Reklama

Angelina Jolie bierze męskie role

Angelina Jolie, 35-letnia gwiazda Hollywood, nie zwalnia tempa i występuje w kolejnych przebojowych produkcjach. Niedługo do kin trafi "Salt", a po tym "The Tourist" i być może sequel "Wanted". Każdy z tych obrazów to jednak film akcji - czyżby Jolie utknęła w tym jednym gatunku?

Jak twierdzi The Hollywood Reporter, słynna aktorka zrewolucjonizowała sposób patrzenia na kobiety przez twórców filmów. Nie są one już skazane na role matek, dziewczyn i żon, teraz z powodzeniem mogą stać u boku mężczyzn podczas walk, pościgów i strzelanin.

Jolie z każdą nową produkcją udowadnia, że i kobiety mogą zagrać postacie pokroju Jamesa Bonda.

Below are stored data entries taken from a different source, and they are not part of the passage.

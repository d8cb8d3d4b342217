//! HTTP protocol adapter (spec §4.3.1).
//!
//! PUT and GET each translate to `Transfer` operations and map
//! `TransitError` onto the right HTTP surface. Upload errors before the
//! response starts become a status code; download errors after the
//! streaming body has started instead terminate the stream in place,
//! since headers can't be rewritten once sent (spec §7).

use std::sync::Arc;

use axum::{
    body::Body,
    extract::{Path, Query, State},
    http::{header, HeaderMap, StatusCode},
    response::{IntoResponse, Response},
};
use serde::Deserialize;
use tracing::{info, warn};

use crate::error::{on_error, TransitError};
use crate::html::{self, is_crawler, is_curl};
use crate::metadata::FileMetadata;
use crate::store::Store;
use crate::transfer::Transfer;

#[derive(Clone)]
pub struct AppState {
    pub store: Store,
    pub max_http_size: u64,
}

#[derive(Deserialize, Default)]
pub struct DownloadQuery {
    download: Option<bool>,
}

pub async fn put_upload(
    State(state): State<AppState>,
    Path((uid, filename)): Path<(String, String)>,
    headers: HeaderMap,
    body: Body,
) -> Result<Response, TransitError> {
    let content_length = headers
        .get(header::CONTENT_LENGTH)
        .and_then(|v| v.to_str().ok());
    let content_type = headers
        .get(header::CONTENT_TYPE)
        .and_then(|v| v.to_str().ok());

    let file = FileMetadata::from_http(&filename, content_length, content_type)
        .map_err(TransitError::InvalidInput)?;

    if file.size > state.max_http_size {
        return Err(TransitError::TooLarge);
    }

    let transfer = Transfer::create(&state.store, &uid, file)?;

    tokio::time::timeout(state.store.config.event_timeout, transfer.wait_for_client_connected())
        .await
        .map_err(|_| TransitError::Timeout("Timeout waiting for receiver.".into()))??;

    use futures::TryStreamExt;
    let byte_stream = body
        .into_data_stream()
        .map_ok(|b| b)
        .map_err(|_| ());

    let error_slot: Arc<tokio::sync::Mutex<Option<TransitError>>> = Arc::new(tokio::sync::Mutex::new(None));
    let error_slot2 = error_slot.clone();
    let callback = on_error(move |e| {
        let error_slot2 = error_slot2.clone();
        async move {
            *error_slot2.lock().await = Some(e);
        }
    });

    let interrupted = transfer.collect_upload(Box::pin(byte_stream), callback).await;

    if interrupted {
        info!(uid = %uid, "receiver interrupted the transfer");
        return Ok((StatusCode::OK, "Transfer was interrupted by the receiver.").into_response());
    }

    if let Some(e) = error_slot.lock().await.take() {
        warn!(uid = %uid, error = %e, "upload failed");
        return Err(e);
    }

    info!(uid = %uid, "upload finished");
    Ok((StatusCode::OK, "Transfer complete.").into_response())
}

pub async fn get_download(
    State(state): State<AppState>,
    Path(uid): Path<String>,
    Query(query): Query<DownloadQuery>,
    headers: HeaderMap,
) -> Result<Response, TransitError> {
    let transfer = Arc::new(Transfer::get(&state.store, &uid)?);

    let user_agent = headers
        .get(header::USER_AGENT)
        .and_then(|v| v.to_str().ok())
        .unwrap_or("");

    if is_crawler(user_agent) {
        let page = html::preview_page(&transfer.file);
        return Ok(([(header::CONTENT_TYPE, "text/html")], page).into_response());
    }

    if !is_curl(user_agent) && query.download != Some(true) {
        let page = html::download_gate_page(&uid, &transfer.file);
        return Ok(([(header::CONTENT_TYPE, "text/html")], page).into_response());
    }

    if !transfer.set_receiver_connected() {
        return Err(TransitError::Conflict("Receiver already connected.".into()));
    }

    transfer.set_client_connected();
    info!(uid = transfer.uid(), phase = ?transfer.phase(), "receiver paired");

    let error_slot: Arc<tokio::sync::Mutex<Option<TransitError>>> = Arc::new(tokio::sync::Mutex::new(None));
    let error_slot2 = error_slot.clone();
    let callback = on_error(move |e| {
        let error_slot2 = error_slot2.clone();
        async move {
            *error_slot2.lock().await = Some(e);
        }
    });

    let stream = transfer.clone().supply_download(callback);
    let body = Body::from_stream(stream.map(Ok::<_, std::io::Error>));

    let disposition = format!("attachment; filename=\"{}\"", transfer.file.name);
    let response = Response::builder()
        .status(StatusCode::OK)
        .header(header::CONTENT_TYPE, &transfer.file.content_type)
        .header(header::CONTENT_LENGTH, transfer.file.size)
        .header(header::CONTENT_DISPOSITION, disposition)
        .body(body)
        .map_err(|e| TransitError::Internal(e.to_string()))?;

    Ok(response)
}

pub async fn health() -> impl IntoResponse {
    axum::Json(serde_json::json!({"status": "ok"}))
}

pub async fn robots() -> impl IntoResponse {
    ([(header::CONTENT_TYPE, "text/plain")], html::ROBOTS_TXT)
}

use futures::StreamExt;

"To niezwykłe, że kobieta może stać się gwiazdą filmów akcji" - mówi producent "Salt", Lorenzo di Bonaventura. "Co ciekawe, ona nie jest kobiecą gwiazdą tego typu obrazów, ona jest po prostu gwiazdą, płeć nie ma tu znaczenia. Jest pierwszą kobietą, która przezwyciężyła tą barierę".

Reklama

Za zagranie tytułowej roli w "Salt" aktorka dostanie 20 mln dolarów. Kwota ta początkowo była przeznaczona dla... Toma Cruise'a. Jednakże znakomite kreacje Jolie skłoniły twórców do zmodyfikowania scenariusza filmu, skutkiem czego główną postacią nie jest już mężczyzna, lecz kobieta.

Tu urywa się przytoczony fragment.